Rayleigh wave propagation in a rotating nonlocal micropolar thermoelastic composite structure

We investigate the propagation behavior of Rayleigh waves in a composite system composed of nonlocal micropolar thermoelastic materials. The structure under study consists of an initially stressed, rotating, nonlocal transversely isotropic micropolar thermoelastic layer placed over a similar rotating half-space. Our theoretical formulation is grounded in nonlocal elasticity theory combined with micropolar thermoelasticity utilizing both the Lord-Shulman (L-S) and Green--Lindsay (G-L) generalized thermoelastic models. We derive the constitutive and governing equations leading to a closed-form expression for the Rayleigh wave dispersion equation. To solve the resulting seventh-order secular equation we develop a robust numerical scheme involving initial root estimation, convergence enforcement and stability checks to ensure accurate computation of phase velocities.
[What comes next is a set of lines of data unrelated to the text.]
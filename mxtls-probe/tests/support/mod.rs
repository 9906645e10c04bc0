//! Mail servers that speak SMTP up to STARTTLS, then either answer the
//! ClientHello with a scripted flight or complete the handshake with rustls.
#![allow(dead_code)]

use std::{net::SocketAddr, sync::Arc};

use tokio::{
    io::{AsyncBufReadExt, AsyncReadExt, AsyncWriteExt, BufReader},
    net::{TcpListener, TcpStream},
    sync::mpsc,
};
use tokio_rustls::{
    TlsAcceptor,
    rustls::{
        self, ServerConfig,
        crypto::{CryptoProvider, SupportedKxGroup, aws_lc_rs},
        pki_types::{CertificateDer, PrivateKeyDer, PrivatePkcs8KeyDer},
    },
};

pub struct MockMailServer {
    addr: SocketAddr,
    hellos: mpsc::UnboundedReceiver<Vec<u8>>,
}

impl MockMailServer {
    /// Answers every ClientHello with `flight` and hangs up.
    pub async fn start(flight: Vec<u8>) -> std::io::Result<Self> {
        Self::spawn(flight, true).await
    }

    /// Never advertises STARTTLS.
    pub async fn without_starttls() -> std::io::Result<Self> {
        Self::spawn(Vec::new(), false).await
    }

    async fn spawn(flight: Vec<u8>, starttls: bool) -> std::io::Result<Self> {
        let listener = TcpListener::bind("127.0.0.1:0").await?;
        let addr = listener.local_addr()?;
        let (tx, hellos) = mpsc::unbounded_channel();

        tokio::spawn(async move {
            while let Ok((stream, _)) = listener.accept().await {
                let flight = flight.clone();
                let tx = tx.clone();
                tokio::spawn(async move {
                    let _ = handle_client(stream, &flight, starttls, tx).await;
                });
            }
        });

        Ok(Self { addr, hellos })
    }

    pub const fn port(&self) -> u16 {
        self.addr.port()
    }

    /// The raw ClientHello record of the next connection.
    pub async fn client_hello(&mut self) -> Vec<u8> {
        self.hellos.recv().await.unwrap_or_default()
    }
}

/// Runs the SMTP dialogue. True once the client may start its handshake.
async fn smtp_until_starttls(stream: &mut TcpStream, starttls: bool) -> std::io::Result<bool> {
    let mut reader = BufReader::new(stream);
    let mut line = String::new();

    reader.get_mut().write_all(b"220 mock.example.com ESMTP\r\n").await?;
    reader.read_line(&mut line).await?;

    if !starttls {
        reader
            .get_mut()
            .write_all(b"250-mock.example.com\r\n250 SIZE 10000\r\n")
            .await?;
        return Ok(false);
    }

    reader
        .get_mut()
        .write_all(b"250-mock.example.com\r\n250 STARTTLS\r\n")
        .await?;
    line.clear();
    reader.read_line(&mut line).await?;
    reader.get_mut().write_all(b"220 Ready to start TLS\r\n").await?;
    Ok(true)
}

async fn handle_client(
    mut stream: TcpStream,
    flight: &[u8],
    starttls: bool,
    hellos: mpsc::UnboundedSender<Vec<u8>>,
) -> std::io::Result<()> {
    if !smtp_until_starttls(&mut stream, starttls).await? {
        return Ok(());
    }

    let mut header = [0u8; 5];
    stream.read_exact(&mut header).await?;
    let mut record = header.to_vec();
    record.resize(5 + usize::from(u16::from_be_bytes([header[3], header[4]])), 0);
    stream.read_exact(&mut record[5..]).await?;
    let _ = hellos.send(record);

    stream.write_all(flight).await?;
    stream.flush().await?;
    stream.shutdown().await
}

/// A mail server that hands the connection to rustls after STARTTLS.
pub struct RustlsMailServer {
    addr: SocketAddr,
}

impl RustlsMailServer {
    /// Serves a fixed ECDSA P-256 certificate with `versions`, `suites` and
    /// `groups`, the latter two in the server's order of preference.
    pub async fn start(
        versions: &[&'static rustls::SupportedProtocolVersion],
        suites: &[rustls::SupportedCipherSuite],
        groups: &[&'static dyn SupportedKxGroup],
    ) -> std::io::Result<Self> {
        let provider = CryptoProvider {
            cipher_suites: suites.to_vec(),
            kx_groups: groups.to_vec(),
            ..aws_lc_rs::default_provider()
        };
        let cert = CertificateDer::from(include_bytes!("../data/cert.der").to_vec());
        let key = PrivateKeyDer::Pkcs8(PrivatePkcs8KeyDer::from(
            include_bytes!("../data/key.der").to_vec(),
        ));
        let config = ServerConfig::builder_with_provider(Arc::new(provider))
            .with_protocol_versions(versions)
            .map_err(std::io::Error::other)?
            .with_no_client_auth()
            .with_single_cert(vec![cert], key)
            .map_err(std::io::Error::other)?;
        let acceptor = TlsAcceptor::from(Arc::new(config));

        let listener = TcpListener::bind("127.0.0.1:0").await?;
        let addr = listener.local_addr()?;

        tokio::spawn(async move {
            while let Ok((mut stream, _)) = listener.accept().await {
                let acceptor = acceptor.clone();
                tokio::spawn(async move {
                    if smtp_until_starttls(&mut stream, true).await? {
                        let _ = acceptor.accept(stream).await?;
                    }
                    Ok::<_, std::io::Error>(())
                });
            }
        });

        Ok(Self { addr })
    }

    pub const fn port(&self) -> u16 {
        self.addr.port()
    }
}

/// Builders for the server's side of a handshake.
pub mod flight {
    fn u16_bytes(value: usize) -> [u8; 2] {
        u16::try_from(value).unwrap_or(u16::MAX).to_be_bytes()
    }

    fn u24_bytes(value: usize) -> [u8; 3] {
        let bytes = u32::try_from(value).unwrap_or(u32::MAX).to_be_bytes();
        [bytes[1], bytes[2], bytes[3]]
    }

    pub fn record(content_type: u8, fragment: &[u8]) -> Vec<u8> {
        let mut out = vec![content_type, 0x03, 0x03];
        out.extend_from_slice(&u16_bytes(fragment.len()));
        out.extend_from_slice(fragment);
        out
    }

    pub fn handshake(kind: u8, body: &[u8]) -> Vec<u8> {
        let mut message = vec![kind];
        message.extend_from_slice(&u24_bytes(body.len()));
        message.extend_from_slice(body);
        record(22, &message)
    }

    pub fn alert(description: u8) -> Vec<u8> {
        record(21, &[2, description])
    }

    pub fn server_hello(version: u16, random: [u8; 32], suite: u16, extensions: &[u8]) -> Vec<u8> {
        let mut body = version.to_be_bytes().to_vec();
        body.extend_from_slice(&random);
        body.push(0);
        body.extend_from_slice(&suite.to_be_bytes());
        body.push(0);
        body.extend_from_slice(&u16_bytes(extensions.len()));
        body.extend_from_slice(extensions);
        handshake(2, &body)
    }

    pub fn certificate(chain: &[&[u8]]) -> Vec<u8> {
        let mut list = Vec::new();
        for cert in chain {
            list.extend_from_slice(&u24_bytes(cert.len()));
            list.extend_from_slice(cert);
        }

        let mut body = u24_bytes(list.len()).to_vec();
        body.extend_from_slice(&list);
        handshake(11, &body)
    }

    /// Named-curve ECDHE parameters signed with a TLS 1.2 scheme.
    pub fn ecdhe_key_exchange(curve: u16, scheme: u16) -> Vec<u8> {
        let mut body = vec![3];
        body.extend_from_slice(&curve.to_be_bytes());
        body.extend_from_slice(&[4, 0x04, 0xAA, 0xBB, 0xCC]);
        body.extend_from_slice(&scheme.to_be_bytes());
        body.extend_from_slice(&[0, 3, 0x30, 0x01, 0x00]);
        handshake(12, &body)
    }

    /// DHE parameters signed with a TLS 1.2 scheme.
    pub fn dhe_key_exchange(prime: &[u8], scheme: u16) -> Vec<u8> {
        let mut body = u16_bytes(prime.len()).to_vec();
        body.extend_from_slice(prime);
        body.extend_from_slice(&[0, 1, 2, 0, 1, 7]);
        body.extend_from_slice(&scheme.to_be_bytes());
        body.extend_from_slice(&[0, 1, 0x00]);
        handshake(12, &body)
    }

    pub fn server_hello_done() -> Vec<u8> {
        handshake(14, &[])
    }

    /// The first 2048-bit RFC 7919 prime's recognisable head, padded out.
    pub fn ffdhe2048_prime() -> Vec<u8> {
        let mut prime = vec![0xFF; 8];
        prime.extend_from_slice(&[0xAD, 0xF8, 0x54, 0x58, 0xA2, 0xBB, 0x4A, 0x9A]);
        prime.resize(256, 0x5A);
        prime
    }

    pub const HELLO_RETRY_REQUEST_RANDOM: [u8; 32] = [
        0xCF, 0x21, 0xAD, 0x74, 0xE5, 0x9A, 0x61, 0x11, 0xBE, 0x1D, 0x8C, 0x02, 0x1E, 0x65, 0xB8,
        0x91, 0xC2, 0xA2, 0x11, 0x16, 0x7A, 0xBB, 0x8C, 0x5E, 0x07, 0x9E, 0x09, 0xE2, 0xC8, 0xA8,
        0x33, 0x9C,
    ];
}

/// The cipher suites offered in a captured ClientHello, in order.
pub fn offered_suites(record: &[u8]) -> Vec<u16> {
    // record header (5), handshake header (4), version (2), random (32)
    let mut at = 5 + 4 + 2 + 32;
    let session_id = usize::from(record[at]);
    at += 1 + session_id;

    let len = usize::from(u16::from_be_bytes([record[at], record[at + 1]]));
    at += 2;
    record[at..at + len]
        .chunks(2)
        .map(|pair| u16::from_be_bytes([pair[0], pair[1]]))
        .collect()
}

/// The groups in `supported_groups` of a captured ClientHello, in order.
pub fn offered_groups(record: &[u8]) -> Vec<u16> {
    let u16_at = |at: usize| usize::from(u16::from_be_bytes([record[at], record[at + 1]]));

    let mut at = 5 + 4 + 2 + 32;
    at += 1 + usize::from(record[at]);
    at += 2 + u16_at(at);
    at += 1 + usize::from(record[at]);

    let end = at + 2 + u16_at(at);
    at += 2;
    while at + 4 <= end {
        let (kind, len) = (u16_at(at), u16_at(at + 2));
        at += 4;
        if kind == 0x000A {
            return record[at + 2..at + 2 + u16_at(at)]
                .chunks(2)
                .map(|pair| u16::from_be_bytes([pair[0], pair[1]]))
                .collect();
        }
        at += len;
    }

    Vec::new()
}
The model is validated with the pre-established results under both L-S and G-L theories. Numerical results reveal the effects of nonlocality, initial stress, rotation and layer thickness on phase velocity, attenuation and specific loss. Graphical analyses demonstrate the strong dependence of wave characteristics on these parameters providing deeper insight into Rayleigh wave behavior in advanced anisotropic thermoelastic media with implications for geophysical exploration and high-performance engineering applications.